Bulbophyllum caldericola

Scientific classification
- Kingdom: Plantae
- Clade: Tracheophytes
- Clade: Angiosperms
- Clade: Monocots
- Order: Asparagales
- Family: Orchidaceae
- Subfamily: Epidendroideae
- Genus: Bulbophyllum
- Species: B. caldericola
- Binomial name: Bulbophyllum caldericola G.F.Walsh

= Bulbophyllum caldericola =

- Genus: Bulbophyllum
- Species: caldericola
- Authority: G.F.Walsh

Species of orchid from Australia

Bulbophyllum caldericola is a species of epiphytic or lithophytic orchid with inconspicuous, well-spaced pseudobulbs arranged along rhizomes which mostly hang from the surface on which they are growing. Each pseudobulb has a single, fleshy, channelled leaf and a single white flower with yellow tips. It grows on the trunks and larger branches of rainforest trees near the eastern border between New South Wales and Queensland.

==Description==
Bulbophyllum caldericola is an epiphytic or lithophytic herb with its rhizomes mostly hanging with only the base attached to the surface on which they are growing. The pseudobulbs are 7-12 mm long, 3-5 mm wide and spaced 15-25 mm apart along the rhizomes. Each pseudobulb has a thick, fleshy, narrow oblong to lance-shaped leaf 250-800 mm long and 5-13 mm wide with a channelled upper surface. A single white flower with yellow tips is borne on a flowering stem 50-80 mm long. The sepals are narrow triangular in shape, 6-8 mm long, the lateral sepals joined at their sides for about half their length. The petals are much shorter than the sepals.

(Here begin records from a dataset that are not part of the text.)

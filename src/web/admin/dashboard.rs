use axum::{
    extract::State,
    response::{Html, Response},
};
use axum_extra::extract::cookie::CookieJar;
use chrono::{NaiveDate, Utc};

use crate::web::{
    AppState,
    data::{fetch_books, fetch_calendar_events, fetch_categories, fetch_training_modules},
    escape_html,
    gate::{AccessRequirement, Viewer, require_access},
    models::CalendarEvent,
    templates::{PageLayout, render_page},
};

struct DashboardCounts {
    categories: usize,
    books: usize,
    modules: usize,
    events: usize,
}

pub async fn dashboard(
    State(state): State<AppState>,
    jar: CookieJar,
) -> Result<Html<String>, Response> {
    let viewer = require_access(&state, &jar, AccessRequirement::Admin).await?;

    let records = state.records();
    let categories = fetch_categories(records).await;
    let books = fetch_books(records).await;
    let modules = fetch_training_modules(records).await;
    let events = fetch_calendar_events(records).await;

    let counts = DashboardCounts {
        categories: categories.len(),
        books: books.len(),
        modules: modules.len(),
        events: events.len(),
    };
    let today = Utc::now().date_naive();

    Ok(Html(render_dashboard(
        &viewer,
        &counts,
        next_event(&events, today),
    )))
}

/// First event on or after `today`. `events` must be date-ordered.
fn next_event(events: &[CalendarEvent], today: NaiveDate) -> Option<&CalendarEvent> {
    events.iter().find(|event| event.date >= today)
}

fn render_dashboard(
    viewer: &Viewer,
    counts: &DashboardCounts,
    upcoming: Option<&CalendarEvent>,
) -> String {
    let cards = [
        ("Categories", counts.categories, "/categories"),
        ("Books", counts.books, "/library"),
        ("Training modules", counts.modules, "/training"),
        ("Events", counts.events, "/calendar"),
    ]
    .iter()
    .map(|(label, count, href)| {
        format!(r#"<tr><td><a href="{href}">{label}</a></td><td>{count}</td></tr>"#)
    })
    .collect::<String>();

    let upcoming = match upcoming {
        Some(event) => format!(
            "<p>Next event: <strong>{title}</strong> on {date}</p>",
            title = escape_html(&event.title),
            date = event.date,
        ),
        None => r#"<p class="empty">No upcoming events.</p>"#.to_string(),
    };

    render_page(PageLayout {
        title: "Admin dashboard",
        viewer_name: Some(&viewer.identity.username),
        show_admin_link: viewer.is_admin(),
        flash_html: String::new(),
        body_html: format!(
            r#"<section class="panel"><table><tbody>{cards}</tbody></table></section><section class="panel">{upcoming}</section>"#
        ),
    })
}
use serde::Deserialize;

#[derive(Default, Deserialize)]
pub struct FlashQuery {
    pub status: Option<String>,
    pub error: Option<String>,
}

The labellum is orange with a sharp bend near the middle. Flowering occurs from October to November.

==Taxonomy and naming==
Bulbophyllum caldericola was first formally described in 1993 by Gerry Walsh who published the description in The Orchadian from a specimen collected in the Tweed Range. The specific epithet (caldericola) is derived from the Latin word caldaria and the suffix -cola meaning "dweller" or "inhabitant". The distribution of this species includes the caldera of the Tweed Volcano.

==Distribution and habitat==
This orchid grows on trunks and larger branches of rainforest trees above 700 m in the Tweed and Border Ranges.